> Assignment
Gather every line in the records below that contains the word "datum".

> Records for this exercise
--------------------------------------------------
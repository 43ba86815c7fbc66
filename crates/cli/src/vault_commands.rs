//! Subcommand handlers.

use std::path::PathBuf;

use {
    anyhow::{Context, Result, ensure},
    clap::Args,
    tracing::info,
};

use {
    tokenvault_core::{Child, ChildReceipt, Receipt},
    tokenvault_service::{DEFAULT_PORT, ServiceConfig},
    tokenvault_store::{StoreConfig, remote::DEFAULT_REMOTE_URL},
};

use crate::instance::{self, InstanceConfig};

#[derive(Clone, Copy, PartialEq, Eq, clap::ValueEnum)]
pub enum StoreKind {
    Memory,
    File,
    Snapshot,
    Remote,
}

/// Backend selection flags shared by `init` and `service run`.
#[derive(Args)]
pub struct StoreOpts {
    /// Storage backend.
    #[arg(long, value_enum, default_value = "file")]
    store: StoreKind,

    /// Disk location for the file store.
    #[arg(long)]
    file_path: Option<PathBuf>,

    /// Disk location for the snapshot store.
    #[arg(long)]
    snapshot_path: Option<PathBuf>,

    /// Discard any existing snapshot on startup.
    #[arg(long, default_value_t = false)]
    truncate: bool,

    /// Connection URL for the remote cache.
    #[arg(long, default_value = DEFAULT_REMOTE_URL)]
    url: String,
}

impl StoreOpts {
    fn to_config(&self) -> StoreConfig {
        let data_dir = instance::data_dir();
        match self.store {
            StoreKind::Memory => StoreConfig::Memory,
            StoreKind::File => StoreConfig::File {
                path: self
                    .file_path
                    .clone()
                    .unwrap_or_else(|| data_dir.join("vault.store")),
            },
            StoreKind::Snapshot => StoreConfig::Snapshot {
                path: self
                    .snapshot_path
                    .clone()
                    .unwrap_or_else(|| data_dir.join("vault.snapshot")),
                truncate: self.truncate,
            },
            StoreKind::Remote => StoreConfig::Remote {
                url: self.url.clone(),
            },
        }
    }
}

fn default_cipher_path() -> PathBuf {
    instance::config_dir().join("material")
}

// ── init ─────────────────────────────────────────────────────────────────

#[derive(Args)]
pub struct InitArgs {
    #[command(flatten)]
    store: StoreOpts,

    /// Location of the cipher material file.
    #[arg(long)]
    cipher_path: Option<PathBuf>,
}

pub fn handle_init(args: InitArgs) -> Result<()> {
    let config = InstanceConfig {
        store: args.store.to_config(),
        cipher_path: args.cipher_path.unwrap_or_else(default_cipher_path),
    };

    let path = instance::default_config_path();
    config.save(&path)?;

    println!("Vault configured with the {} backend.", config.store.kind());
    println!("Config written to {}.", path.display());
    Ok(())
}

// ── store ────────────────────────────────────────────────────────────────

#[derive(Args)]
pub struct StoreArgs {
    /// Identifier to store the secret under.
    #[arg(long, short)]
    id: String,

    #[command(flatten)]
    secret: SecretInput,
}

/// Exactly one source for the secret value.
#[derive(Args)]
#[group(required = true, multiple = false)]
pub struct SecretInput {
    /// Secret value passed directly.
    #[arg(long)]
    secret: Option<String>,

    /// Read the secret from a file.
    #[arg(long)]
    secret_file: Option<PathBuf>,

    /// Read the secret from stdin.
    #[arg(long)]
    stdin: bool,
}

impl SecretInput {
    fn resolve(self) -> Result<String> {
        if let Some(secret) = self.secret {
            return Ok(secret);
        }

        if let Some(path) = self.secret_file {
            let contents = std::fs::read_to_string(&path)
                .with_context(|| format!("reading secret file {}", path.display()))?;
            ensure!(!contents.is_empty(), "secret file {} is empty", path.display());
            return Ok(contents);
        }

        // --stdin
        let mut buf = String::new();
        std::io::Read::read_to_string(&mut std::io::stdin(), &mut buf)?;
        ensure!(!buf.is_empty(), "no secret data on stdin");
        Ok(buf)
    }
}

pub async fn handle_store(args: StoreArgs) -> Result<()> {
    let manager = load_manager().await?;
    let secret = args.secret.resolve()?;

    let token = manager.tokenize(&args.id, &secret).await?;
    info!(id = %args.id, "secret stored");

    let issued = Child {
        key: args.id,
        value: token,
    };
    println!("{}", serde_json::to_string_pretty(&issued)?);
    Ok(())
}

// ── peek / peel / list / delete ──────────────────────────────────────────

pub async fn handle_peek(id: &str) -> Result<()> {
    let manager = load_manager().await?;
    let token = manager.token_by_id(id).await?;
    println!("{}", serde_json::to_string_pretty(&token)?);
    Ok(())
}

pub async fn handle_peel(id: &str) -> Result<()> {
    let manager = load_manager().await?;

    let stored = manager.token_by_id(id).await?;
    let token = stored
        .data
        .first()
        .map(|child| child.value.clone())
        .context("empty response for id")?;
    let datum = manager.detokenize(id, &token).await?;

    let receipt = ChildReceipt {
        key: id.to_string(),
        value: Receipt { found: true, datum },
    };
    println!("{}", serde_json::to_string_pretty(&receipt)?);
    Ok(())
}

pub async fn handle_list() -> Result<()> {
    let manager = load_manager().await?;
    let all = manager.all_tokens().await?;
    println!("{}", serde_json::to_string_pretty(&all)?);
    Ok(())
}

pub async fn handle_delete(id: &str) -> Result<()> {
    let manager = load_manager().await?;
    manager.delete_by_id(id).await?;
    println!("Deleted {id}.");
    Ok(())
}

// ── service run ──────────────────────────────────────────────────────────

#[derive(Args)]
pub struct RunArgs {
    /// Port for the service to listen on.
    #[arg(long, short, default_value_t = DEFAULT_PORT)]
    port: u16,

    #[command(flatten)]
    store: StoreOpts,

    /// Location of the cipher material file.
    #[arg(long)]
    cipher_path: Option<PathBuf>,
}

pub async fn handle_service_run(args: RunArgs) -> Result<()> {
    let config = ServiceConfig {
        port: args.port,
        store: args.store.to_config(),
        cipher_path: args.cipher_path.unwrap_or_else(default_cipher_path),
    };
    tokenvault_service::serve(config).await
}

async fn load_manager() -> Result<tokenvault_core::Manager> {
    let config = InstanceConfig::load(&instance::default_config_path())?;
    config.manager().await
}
--------------------------------------------------
> Exercise answer
    let datum = manager.detokenize(id, &token).await?;
        value: Receipt { found: true, datum },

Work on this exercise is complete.